I have been investigating this for quite a while and am at a
loss... (Please let me know if you need more information or this post is
unclear in anway, I tried to make it as complete as possible)

I am running a heavily hit web server (around half a million hits a
day) and am getting random lockups (system cannot even be pinged) with no
warnings or errors and also the memory usage stats seem to fluctuate
randomly.

The machine is randomly locking up 1-2 times a day, with basically no
syslog errors except this one recently just before a crash:

Oct 28 01:38:07 www kernel: Unable to handle kernel NULL pointer dereference at virtual address 00000014
Oct 28 01:38:07 www kernel: current->tss.cr3 = 3bf0d000, %cr3 = 3bf0d000
Oct 28 01:38:07 www kernel: *pde = 00000000

I also have been running top with 1 second intervals and everything looks
fine when the lockup occurs... (IE no heavy swapping, or loads off the
chart)

Also, the other strange thing is that if I reload the machine multiple
times, the memory usage will change even when the machine comes up
identical each time. There are two apache processes (see below) that are
basically the only things running on the machine. Sometimes I will load
up the machine and it will say around 500 megs used, and sometimes it will
jump right to 800-900 megs used. Also the memory buffers will sometimes
be around 100 megs and sometimes 300-400 megs. The load on the server is
basically the same at these times and I have even run heavy load testing
(wrote a program to hammer the machine for a few mins and max out the
processes) with no real difference.

The other oddness is the memory does not seem to free. In the most recent
loading, memory usage was the following:

total used free shared buffers cached
Mem: 971872 947944 23928 233900 361108 495764
-/+ buffers/cache: 91072 880800
Swap: 136544 764 135780

Then I killed the two apache processes and the memory usage stayed
basically the same. I even checked top and ps, with no other programs
hogging memory. I can't seem to get the memory to "clear".

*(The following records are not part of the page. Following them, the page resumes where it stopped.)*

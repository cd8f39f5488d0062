//! Configuration types for the analysis and imputation pipeline.
//!
//! Column lists and mechanism assignments are not configurable; they live in
//! the declarative schema table in [`crate::classifier`]. This module only
//! covers run parameters such as the neighbor count and output locations.

use serde::{Deserialize, Serialize};
use std::path::PathBuf;

/// Default number of neighbors for nearest-neighbor estimation.
pub const DEFAULT_KNN_NEIGHBORS: usize = 5;

/// Default target column of the housing dataset.
pub const DEFAULT_TARGET_COLUMN: &str = "SalePrice";

/// Configuration for the analysis pipeline.
///
/// Use [`PipelineConfig::builder()`] to create a new configuration
/// with fluent API.
///
/// # Example
///
/// ```rust,ignore
/// use house_imputation::config::PipelineConfig;
///
/// let config = PipelineConfig::builder()
///     .knn_neighbors(5)
///     .drop_missing_threshold(0.8)
///     .build()?;
/// ```
#[derive(Debug, Clone, Serialize, Deserialize)]
pub struct PipelineConfig {
    /// Number of neighbors used by the nearest-neighbor estimator.
    /// Default: 5
    pub knn_neighbors: usize,

    /// Numeric target column (never dropped, used for correlations).
    /// Default: "SalePrice"
    pub target_column: String,

    /// Columns whose missing fraction is strictly above this value are
    /// dropped before imputation (0.0 - 1.0). `None` disables pruning.
    /// Default: None
    pub drop_missing_threshold: Option<f64>,

    /// Number of columns listed in the missingness summary.
    /// Default: 15
    pub top_missing: usize,

    /// Number of features listed in the correlation summary.
    /// Default: 10
    pub top_correlations: usize,

    /// Whether to derive HouseAge/TotalArea/HasPool/TotalBath after imputation.
    /// Default: true
    pub engineer_features: bool,

    /// Columns that receive a `log_<name>` companion (ln(1 + x)).
    /// Default: ["SalePrice"]
    pub log_transform_columns: Vec<String>,

    /// Output directory for the imputed table and reports.
    /// Default: "output"
    pub output_dir: PathBuf,

    /// File stem of the imputed table (without extension).
    /// If None, uses "train_imputed".
    /// Default: None
    pub output_name: Option<String>,

    /// Whether to write the imputed table and reports to disk.
    /// Default: true
    pub save_to_disk: bool,

    /// Whether to write the report files alongside the imputed table.
    /// Default: true
    pub generate_reports: bool,
}

impl Default for PipelineConfig {
    fn default() -> Self {
        Self {
            knn_neighbors: DEFAULT_KNN_NEIGHBORS,
            target_column: DEFAULT_TARGET_COLUMN.to_string(),
            drop_missing_threshold: None,
            top_missing: 15,
            top_correlations: 10,
            engineer_features: true,
            log_transform_columns: vec![DEFAULT_TARGET_COLUMN.to_string()],
            output_dir: PathBuf::from("output"),
            output_name: None,
            save_to_disk: true,
            generate_reports: true,
        }
    }
}

impl PipelineConfig {
    /// Create a new configuration builder.
    pub fn builder() -> PipelineConfigBuilder {
        PipelineConfigBuilder::default()
    }

    /// Validate the configuration and return errors if invalid.
    pub fn validate(&self) -> Result<(), ConfigValidationError> {
        if let Some(threshold) = self.drop_missing_threshold
            && !(0.0..=1.0).contains(&threshold)
        {
            return Err(ConfigValidationError::InvalidThreshold {
                field: "drop_missing_threshold".to_string(),
                value: threshold,
            });
        }

        if self.knn_neighbors == 0 {
            return Err(ConfigValidationError::InvalidKnnNeighbors(
                self.knn_neighbors,
            ));
        }

        if self.target_column.trim().is_empty() {
            return Err(ConfigValidationError::EmptyTargetColumn);
        }

        Ok(())
    }

    /// File stem used for the imputed table.
    pub fn output_stem(&self) -> &str {
        self.output_name.as_deref().unwrap_or("train_imputed")
    }
}

/// Errors that can occur during configuration validation.
#[derive(Debug, thiserror::Error)]
pub enum ConfigValidationError {
    #[error("Invalid threshold for '{field}': {value} (must be between 0.0 and 1.0)")]
    InvalidThreshold { field: String, value: f64 },

    #[error("Invalid KNN neighbors: {0} (must be at least 1)")]
    InvalidKnnNeighbors(usize),

    #[error("Target column name must not be empty")]
    EmptyTargetColumn,
}

impl From<ConfigValidationError> for crate::error::ImputationError {
    fn from(err: ConfigValidationError) -> Self {
        crate::error::ImputationError::InvalidConfig(err.to_string())
    }
}

/// Builder for [`PipelineConfig`] with fluent API.
#[derive(Debug, Default)]
pub struct PipelineConfigBuilder {
    knn_neighbors: Option<usize>,
    target_column: Option<String>,
    drop_missing_threshold: Option<f64>,
    top_missing: Option<usize>,
    top_correlations: Option<usize>,
    engineer_features: Option<bool>,
    log_transform_columns: Option<Vec<String>>,
    output_dir: Option<PathBuf>,
    output_name: Option<String>,
    save_to_disk: Option<bool>,
    generate_reports: Option<bool>,
}

impl PipelineConfigBuilder {
    /// Set the number of neighbors for nearest-neighbor estimation.
    pub fn knn_neighbors(mut self, k: usize) -> Self {
        self.knn_neighbors = Some(k);
        self
    }

    /// Set the target column.
    pub fn target_column(mut self, column: impl Into<String>) -> Self {
        self.target_column = Some(column.into());
        self
    }

    /// Enable pruning of columns with too many missing values.
    ///
    /// # Arguments
    /// * `threshold` - Value between 0.0 and 1.0 (e.g., 0.8 = 80%)
    pub fn drop_missing_threshold(mut self, threshold: f64) -> Self {
        self.drop_missing_threshold = Some(threshold);
        self
    }

    /// Set how many columns the missingness summary lists.
    pub fn top_missing(mut self, n: usize) -> Self {
        self.top_missing = Some(n);
        self
    }

    /// Set how many features the correlation summary lists.
    pub fn top_correlations(mut self, n: usize) -> Self {
        self.top_correlations = Some(n);
        self
    }

    /// Enable or disable derived feature creation.
    pub fn engineer_features(mut self, enable: bool) -> Self {
        self.engineer_features = Some(enable);
        self
    }

    /// Set the columns that receive a log-transformed companion.
    pub fn log_transform_columns<I, S>(mut self, columns: I) -> Self
    where
        I: IntoIterator<Item = S>,
        S: Into<String>,
    {
        self.log_transform_columns = Some(columns.into_iter().map(Into::into).collect());
        self
    }

    /// Set the output directory for reports and the imputed table.
    pub fn output_dir(mut self, path: impl Into<PathBuf>) -> Self {
        self.output_dir = Some(path.into());
        self
    }

    /// Set a custom file stem for the imputed table.
    pub fn output_name(mut self, name: impl Into<String>) -> Self {
        self.output_name = Some(name.into());
        self
    }

    /// Enable or disable writing results to disk.
    ///
    /// When false, results are kept in memory only.
    pub fn save_to_disk(mut self, save: bool) -> Self {
        self.save_to_disk = Some(save);
        self
    }

    /// Enable or disable report generation.
    pub fn generate_reports(mut self, generate: bool) -> Self {
        self.generate_reports = Some(generate);
        self
    }

    /// Build the configuration.
    ///
    /// Returns a validated `PipelineConfig` or an error if validation fails.
    pub fn build(self) -> Result<PipelineConfig, ConfigValidationError> {
        let defaults = PipelineConfig::default();
        let config = PipelineConfig {
            knn_neighbors: self.knn_neighbors.unwrap_or(defaults.knn_neighbors),
            target_column: self.target_column.unwrap_or(defaults.target_column),
            drop_missing_threshold: self.drop_missing_threshold,
            top_missing: self.top_missing.unwrap_or(defaults.top_missing),
            top_correlations: self.top_correlations.unwrap_or(defaults.top_correlations),
            engineer_features: self.engineer_features.unwrap_or(defaults.engineer_features),
            log_transform_columns: self
                .log_transform_columns
                .unwrap_or(defaults.log_transform_columns),
            output_dir: self.output_dir.unwrap_or(defaults.output_dir),
            output_name: self.output_name,
            save_to_disk: self.save_to_disk.unwrap_or(defaults.save_to_disk),
            generate_reports: self.generate_reports.unwrap_or(defaults.generate_reports),
        };

        config.validate()?;
        Ok(config)
    }
}

#[cfg(test)]
mod tests {
    use super::*;

    #[test]
    fn test_default_config() {
        let config = PipelineConfig::default();
        assert_eq!(config.knn_neighbors, 5);
        assert_eq!(config.target_column, "SalePrice");
        assert!(config.drop_missing_threshold.is_none());
        assert_eq!(config.output_stem(), "train_imputed");
        assert!(config.save_to_disk);
    }

    #[test]
    fn test_builder_custom_values() {
        let config = PipelineConfig::builder()
            .knn_neighbors(3)
            .drop_missing_threshold(0.8)
            .target_column("Price")
            .output_name("imputed")
            .engineer_features(false)
            .log_transform_columns(["Price", "LotArea"])
            .build()
            .unwrap();

        assert_eq!(config.knn_neighbors, 3);
        assert_eq!(config.drop_missing_threshold, Some(0.8));
        assert_eq!(config.target_column, "Price");
        assert_eq!(config.output_stem(), "imputed");
        assert!(!config.engineer_features);
        assert_eq!(config.log_transform_columns, vec!["Price", "LotArea"]);
    }

    #[test]
    fn test_validation_invalid_threshold() {
        let result = PipelineConfig::builder()
            .drop_missing_threshold(1.5)
            .build();
        assert!(matches!(
            result,
            Err(ConfigValidationError::InvalidThreshold { .. })
        ));
    }

    #[test]
    fn test_validation_zero_neighbors() {
        let result = PipelineConfig::builder().knn_neighbors(0).build();
        assert!(matches!(
            result,
            Err(ConfigValidationError::InvalidKnnNeighbors(0))
        ));
    }

    #[test]
    fn test_validation_empty_target() {
        let result = PipelineConfig::builder().target_column("  ").build();
        assert!(matches!(
            result,
            Err(ConfigValidationError::EmptyTargetColumn)
        ));
    }

    #[test]
    fn test_config_serialization_roundtrip() {
        let config = PipelineConfig::builder().knn_neighbors(7).build().unwrap();
        let json = serde_json::to_string(&config).unwrap();
        let parsed: PipelineConfig = serde_json::from_str(&json).unwrap();
        assert_eq!(parsed.knn_neighbors, 7);
    }
}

I have tried re-seating all hardware, upgrading the kernel (I upgraded
originally from an older kernel), upgrading apache to the latest (the one
I am using now), etc.

In my testing and calculations, the memory should be large enough for
these apache processes. I have also looked into "ipcs" and it shows I
have around 170K used in shared memory, but FREE states I have 250k plus
in shared memory.

Any help would be appreciated. Again, thanks for reading my rambling
post. I have included some more details below, if you need any more
information please let me know.

-John


Here are the system stats:
-------------------------------------------------------------------
Linux Kernel 2.2.15 #2 SMP
Dual Processor Pentium 3, 700 mhz, 256k cache
1 Gig of memory
Mylex Raid
Linux Kernel max processes per user upped to 512 from 256
(this was an attempt to resolve the problem, system crashing before this
was done as well)

The main processes that are running are:

Apache 1.3.14 running with max processes of 450, mostly serving tiny
static graphics (< 1k each) - standard apache, this is the one that gets
around 500,000 hits a day

Apache 1.3.14 running mod-perl 1.18, max processes around 50
(I am aware that mod-perl can "bloat" processes and overwhelm machine, but
I have ruled this out... this apache process is very lowly hit, only gets
like 10,000 hits a day)

There are some various perl 5.004_03 scripts running on cron-jobs to parse
log files, etc.


Machine Details
-------------------------------------------------------
processor : 0
vendor_id : GenuineIntel
cpu family : 6
model : 8
model name : Pentium III (Coppermine)
stepping : 3
cpu MHz : 701.607927
cache size : 256 KB
fdiv_bug : no
hlt_bug : no
sep_bug : no
f00f_bug : no
coma_bug : no
fpu : yes
fpu_exception : yes
cpuid level : 2
wp : yes
flags : fpu vme de pse tsc msr pae mce cx8 apic sep mtrr pge mca cmov pat pse36 mmx fxsr xmm
bogomips : 1399.19

processor : 1
vendor_id : GenuineIntel
cpu family : 6
model : 8
model name : Pentium III (Coppermine)
stepping : 3
cpu MHz : 701.607927
cache size : 256 KB
fdiv_bug : no
hlt_bug : no
sep_bug : no
f00f_bug : no
coma_bug : no
fpu : yes
fpu_exception : yes
cpuid level : 2
wp : yes
flags : fpu vme de pse tsc msr pae mce cx8 apic sep mtrr pge mca cmov pat pse36 mmx fxsr xmm
bogomips : 1402.47

total used free shared buffers cached
Mem: 971872 947944 23928 233900 361108 495764
-/+ buffers/cache: 91072 880800
Swap: 136544 764 135780


2000-10-29 16:52:41

by Alan

[permalink] [raw]
Subject: Re: SMP System 2.2.15 #2 locking & Memory oddness?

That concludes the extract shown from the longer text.